Alerting Monitor
================

The Alerting functionality:

* Introduces additional components (``Alerting Monitor System`` consisting of
  ``Alerting Monitor`` and ``Prometheus Alertmanager``).

* Adds extensions to existing components (``Grafana Mimir Ruler`` in ``Edge
  Node Observability Stack``).

* Integrates with other ``Edge Orchestrator Services`` (``Identity and Access
  Management System``, ``Infrastructure Management`` or ``Graphical User
  Interface``).

It depends on established flow of telemetry data from ``Edge Nodes`` to the
``Edge Node Observability Stack`` and the presence of external ``Email Server``
for delivering emails.

.. image:: ./images/diagram_ui_alerting.svg
   :alt: System Context diagram for UI-configurable Alerting
   :align: center
   :width: 100%

Overview
--------

To expose configurable Alerting capability, ``Alerting Monitor`` service
introduces a REST API that:

- is backed by its own configuration database
- allows reconfiguration of stored alert definitions
- relays alert and storage to dependent component (``Prometheus Alertmanager``)
- aggregates, transforms, and filters alert data obtained via proxying requests
  to ``Prometheus Alertmanager``

The ``Alerting Monitor`` service's responsibility is also maintenance of
coherent alerting configuration of dependent components via a set of internal
controllers referred to as ``External Services Controller``:

- ``Grafana Mimir Ruler``: part of ``Edge Node Observability Stack`` that is
  the main generator of rules-based alerts from ``Edge Nodes`` telemetry.

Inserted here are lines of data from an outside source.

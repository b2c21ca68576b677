//! Locale type: a parsed, normalized language tag.
//!
//! Tags are normalized once when parsed (`fr_fr`, `FR-fr` and `fr-FR` are the
//! same locale), so every map keyed by `Locale` agrees on identity.

use crate::error::Error;
use std::cmp::Ordering;
use std::fmt;
use std::str::FromStr;
use unic_langid::LanguageIdentifier;

/// A language identifier with an optional script and region.
#[derive(Debug, Clone, PartialEq, Eq, Hash)]
pub struct Locale {
    id: LanguageIdentifier,
    /// Canonical `lang[-Script][-REGION]` form, cached for cheap borrowing
    tag: String,
}

impl Locale {
    /// Parse a language tag, accepting `-` or `_` as separator in any case.
    ///
    /// # Returns
    /// * `Some(Locale)` for a well-formed tag with a real language subtag
    /// * `None` for malformed tags, the `*` wildcard and `und`
    pub fn parse(tag: &str) -> Option<Locale> {
        let tag = tag.trim();
        if tag.is_empty() || tag == "*" {
            return None;
        }

        let id: LanguageIdentifier = tag.parse().ok()?;
        if id.language.as_str() == "und" {
            return None;
        }

        let tag = id.to_string();
        Some(Locale { id, tag })
    }

    /// The canonical tag (e.g. "en-US").
    pub fn tag(&self) -> &str {
        &self.tag
    }

    /// The primary language subtag (e.g. "en" for "en-US").
    pub fn language(&self) -> &str {
        self.id.language.as_str()
    }

    /// The region subtag, if any (e.g. "US" for "en-US").
    pub fn region(&self) -> Option<&str> {
        self.id.region.as_ref().map(|r| r.as_str())
    }

    /// Check whether both locales share a primary language subtag.
    pub fn same_language(&self, other: &Locale) -> bool {
        self.language() == other.language()
    }

    /// The underlying identifier, for callers that speak `unic-langid`.
    pub fn identifier(&self) -> &LanguageIdentifier {
        &self.id
    }
}

impl FromStr for Locale {
    type Err = Error;

    fn from_str(s: &str) -> Result<Self, Self::Err> {
        Locale::parse(s).ok_or_else(|| Error::Config(format!("invalid locale tag '{}'", s)))
    }
}

impl fmt::Display for Locale {
    fn fmt(&self, f: &mut fmt::Formatter<'_>) -> fmt::Result {
        f.write_str(&self.tag)
    }
}

impl PartialOrd for Locale {
    fn partial_cmp(&self, other: &Self) -> Option<Ordering> {
        Some(self.cmp(other))
    }
}

impl Ord for Locale {
    fn cmp(&self, other: &Self) -> Ordering {
        self.tag.cmp(&other.tag)
    }
}
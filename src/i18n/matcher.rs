//! Locale negotiation from an `Accept-Language` style preference header.
//!
//! Matching runs in two explicit passes over the preferences, highest quality
//! first: an exact tag match anywhere in the list beats any language-only
//! match, and only when neither pass finds anything does the catalog's
//! default locale win.

use crate::i18n::{Locale, LocaleCatalog};
use tracing::debug;

/// One parsed `tag;q=value` entry.
#[derive(Debug, Clone, PartialEq)]
pub struct Preference {
    pub locale: Locale,
    /// Quality in `(0, 1]`; zero-quality entries never make it into a list
    pub quality: f32,
}

/// Client preferences ordered by descending quality, ties in header order.
#[derive(Debug, Clone, Default, PartialEq)]
pub struct PreferenceList {
    preferences: Vec<Preference>,
}

impl PreferenceList {
    /// Parse a raw preference header.
    ///
    /// Malformed entries (bad tags, wildcards, unparsable or out-of-range
    /// quality values) are skipped, as are entries with `q=0`. A completely
    /// malformed header yields an empty list rather than an error.
    pub fn parse(header: &str) -> Self {
        let mut preferences: Vec<Preference> = header
            .split(',')
            .filter_map(|entry| {
                let parsed = parse_entry(entry);
                if parsed.is_none() && !entry.trim().is_empty() {
                    debug!("Skipping preference entry {:?}", entry.trim());
                }
                parsed
            })
            .filter(|pref| pref.quality > 0.0)
            .collect();

        // Stable sort keeps header order among equal qualities
        preferences.sort_by(|a, b| b.quality.total_cmp(&a.quality));

        Self { preferences }
    }

    pub fn iter(&self) -> impl Iterator<Item = &Preference> {
        self.preferences.iter()
    }

    pub fn len(&self) -> usize {
        self.preferences.len()
    }

    pub fn is_empty(&self) -> bool {
        self.preferences.is_empty()
    }
}

fn parse_entry(entry: &str) -> Option<Preference> {
    let mut parts = entry.split(';');
    let locale = Locale::parse(parts.next()?)?;

    let mut quality = 1.0;
    for param in parts {
        let (key, value) = param.split_once('=')?;
        if key.trim().eq_ignore_ascii_case("q") {
            quality = value.trim().parse::<f32>().ok()?;
            if !(0.0..=1.0).contains(&quality) {
                return None;
            }
        }
    }

    Some(Preference { locale, quality })
}

/// Picks the best available locale for a preference list.
#[derive(Debug, Clone, Copy, Default)]
pub struct LocaleMatcher;

impl LocaleMatcher {
    /// Negotiate a locale.
    ///
    /// 1. First preference whose exact tag is in the catalog.
    /// 2. First preference sharing a primary language with a catalog locale.
    ///    A bare-language catalog entry ("fr") is preferred over regional
    ///    ones; among regional ones the lowest tag wins.
    /// 3. The catalog's default locale.
    pub fn negotiate(preferences: &PreferenceList, catalog: &LocaleCatalog) -> Locale {
        if let Some(exact) = preferences
            .iter()
            .find(|pref| catalog.contains(&pref.locale))
        {
            return exact.locale.clone();
        }

        let available = catalog.locales();
        for pref in preferences.iter() {
            let mut same_language = available
                .iter()
                .filter(|candidate| candidate.same_language(&pref.locale));

            let bare = same_language
                .clone()
                .find(|candidate| candidate.region().is_none());
            if let Some(found) = bare.or_else(|| same_language.next()) {
                debug!(
                    "No exact locale for {}, matched {} by language",
                    pref.locale, found
                );
                return (*found).clone();
            }
        }

        catalog.default_locale().clone()
    }

    /// Parse a raw header and negotiate in one step.
    pub fn negotiate_header(header: &str, catalog: &LocaleCatalog) -> Locale {
        Self::negotiate(&PreferenceList::parse(header), catalog)
    }
}
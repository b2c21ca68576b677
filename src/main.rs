use anyhow::{Context, Result};
use polyglot_views::app::{self, AppState};
use polyglot_views::config::Config;
use polyglot_views::i18n::I18n;
use polyglot_views::render::{AssetManifest, Renderer, TemplateResolver};
use polyglot_views::store::DirStore;
use std::sync::Arc;
use tracing::info;

#[tokio::main]
async fn main() -> Result<()> {
    // Load .env file (ignored in production)
    let _ = dotenvy::dotenv();

    // Initialize logging
    tracing_subscriber::fmt()
        .with_env_filter(
            tracing_subscriber::EnvFilter::from_default_env()
                .add_directive("polyglot_views=info".parse()?),
        )
        .init();

    let config = Config::from_env()?;

    // Locales are loaded eagerly; a broken locale file stops startup
    let i18n = I18n::load(&DirStore::new(config.locales_dir.clone()), &config.default_locale)
        .with_context(|| format!("Failed to load locales from {}", config.locales_dir.display()))?
        .with_localized_views(config.localized_views);
    info!(
        "Serving locales {:?} (default {})",
        i18n.catalog()
            .locales()
            .iter()
            .map(|l| l.to_string())
            .collect::<Vec<_>>(),
        i18n.catalog().default_locale()
    );

    // The manifest itself is read lazily on the first assetPath lookup
    let manifest = match &config.asset_manifest {
        Some(file) => AssetManifest::new(Arc::new(DirStore::new(config.assets_dir.clone())), file.as_str()),
        None => AssetManifest::disabled(),
    }
    .with_prefix(config.asset_prefix.clone());

    let renderer = Renderer::new(
        TemplateResolver::new(Arc::new(DirStore::new(config.templates_dir.clone()))),
        Arc::new(manifest),
    );

    let router = app::router(AppState::new(i18n, renderer));

    let addr = format!("0.0.0.0:{}", config.port);
    let listener = tokio::net::TcpListener::bind(&addr)
        .await
        .with_context(|| format!("Failed to bind {}", addr))?;
    info!("Listening on {}", addr);

    axum::serve(listener, router).await?;
    Ok(())
}
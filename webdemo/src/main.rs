use leptos::prelude::*;
use webdemo::{App, Theme};

fn main() {
    console_error_panic_hook::set_once();
    let search = web_sys::window()
        .and_then(|window| window.location().search().ok())
        .unwrap_or_default();
    let theme = Theme::from_query(&search);
    leptos::mount::mount_to_body(move || view! { <App theme=theme/> })
}
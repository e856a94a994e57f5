use std::time::Duration;

/// Static path of the converted graph model, served next to the page.
pub const MODEL_URL: &str = "/models/retinopathy.onnx";

/// Script emitted by trunk for the `worker` bin.
pub const WORKER_PATH: &str = "./worker.js";

pub const MODEL_LOAD_TIMEOUT: Duration = Duration::from_secs(60);

pub const ANALYSIS_TIMEOUT: Duration = Duration::from_secs(30);
use crate::preprocess::{preprocess, CH, IH, IW};
use crate::{ClassifierOptions, Confidence, Layout, Prediction, Stage, NUM_STAGES};
use std::{io, path::Path};

use image::{DynamicImage, RgbImage};
use tract_onnx::prelude::*;
use tract_onnx::prelude::tract_data::internal::bail;

type Model = RunnableModel<TypedFact, Box<dyn TypedOp>, Graph<TypedFact, Box<dyn TypedOp>>>;

/// Forward pass of a graph model over one preprocessed batch.
pub trait Backend {
    fn layout(&self) -> Layout;

    /// Returns the class scores of the single batch item.
    fn forward(&self, blob: tract_ndarray::Array4<f32>) -> TractResult<Vec<f32>>;
}

#[derive(Debug, Clone)]
pub struct OnnxBackend {
    model: Model,
    layout: Layout,
}

impl OnnxBackend {
    pub fn from_model(model: Model, layout: Layout) -> TractResult<Self> {
        let num_outputs = model.model().output_outlets()?.len();
        if num_outputs != 1 {
            bail!("expected a single output, model has {}", num_outputs)
        }
        Ok(Self { model, layout })
    }
    pub fn from_bytes(model_bytes: &[u8], options: ClassifierOptions) -> TractResult<Self> {
        let shape = options.layout.shape(IH, IW, CH);
        let model = tract_onnx::onnx()
            .model_for_read(&mut io::BufReader::new(model_bytes))?
            .with_input_fact(0, f32::fact(shape).into())?
            .into_optimized()?
            .into_runnable()?;
        Self::from_model(model, options.layout)
    }
}

impl Backend for OnnxBackend {
    fn layout(&self) -> Layout {
        self.layout
    }

    fn forward(&self, blob: tract_ndarray::Array4<f32>) -> TractResult<Vec<f32>> {
        let outs = self.model.run(tvec!(Tensor::from(blob).into()))?;
        let scores = outs[0].to_array_view::<f32>()?;
        Ok(scores.iter().copied().collect())
    }
}

/// Fundus photo classifier: preprocessing, forward pass, arg-max.
#[derive(Debug, Clone)]
pub struct Classifier<B = OnnxBackend> {
    backend: B,
}

impl Classifier {
    pub fn from_bytes(model_bytes: &[u8]) -> TractResult<Self> {
        Self::from_bytes_with_options(model_bytes, ClassifierOptions::default())
    }
    pub fn from_bytes_with_options(
        model_bytes: &[u8],
        options: ClassifierOptions,
    ) -> TractResult<Self> {
        Ok(Self::with_backend(OnnxBackend::from_bytes(model_bytes, options)?))
    }
    pub fn from_path(path: impl AsRef<Path>) -> TractResult<Self> {
        let bytes = std::fs::read(path)?;
        Self::from_bytes(&bytes)
    }
}

impl<B: Backend> Classifier<B> {
    pub fn with_backend(backend: B) -> Self {
        Self { backend }
    }

    pub fn backend(&self) -> &B {
        &self.backend
    }

    pub fn classify(&self, img: &RgbImage) -> TractResult<Prediction> {
        let blob = preprocess(img, self.backend.layout())?;
        let scores = self.backend.forward(blob)?;
        prediction_from_scores(&scores)
    }

    pub fn classify_dynamic(&self, img: &DynamicImage) -> TractResult<Prediction> {
        self.classify(&img.to_rgb8())
    }
}

/// Reduces a score vector to the best stage. Ties go to the lower class index.
pub fn prediction_from_scores(scores: &[f32]) -> TractResult<Prediction> {
    if scores.len() != NUM_STAGES {
        bail!(
            "expected {} class scores, model produced {}",
            NUM_STAGES,
            scores.len()
        )
    }
    let Some((index, score)) = argmax(scores) else {
        bail!("model produced no finite class score")
    };
    let Some(stage) = Stage::from_index(index) else {
        bail!("class index {} out of range", index)
    };
    Ok(Prediction {
        stage,
        confidence: Confidence::from_score(score),
    })
}

fn argmax(scores: &[f32]) -> Option<(usize, f32)> {
    scores
        .iter()
        .copied()
        .enumerate()
        .filter(|(_, s)| s.is_finite())
        .fold(None, |best, (i, s)| match best {
            Some((_, b)) if b >= s => best,
            _ => Some((i, s)),
        })
}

- ``Prometheus Alertmanager``: standalone component of ``Alerting Monitor
  System`` that is responsible for grouping, routing, and sending alerts
  through email channel.

Deployment
----------

``Alerting Monitor`` is deployed in HA mode and supports operation of multiple
replicas, but with just only one instance at a time actively controlling
(modifying) the configuration of dependent components. Coordination of tasks
between replicas is done via service's transactional database. A
reconfiguration task executed by a replica implements a timeout, so if this
replica fails, the task can be picked up by another replica. Alerting Monitor
uses Horizontal Pod Autoscaler (HPA) to dynamically scale the number of its
replicas.

The service exposes both ``liveness`` and ``readiness`` Kubernetes probes. The
service is considered alive and ready to accept API requests when:

- Service startup from supplied configuration is completed.
- Database initialization/migration procedures are complete.
- Connectivity to dependent services is verified.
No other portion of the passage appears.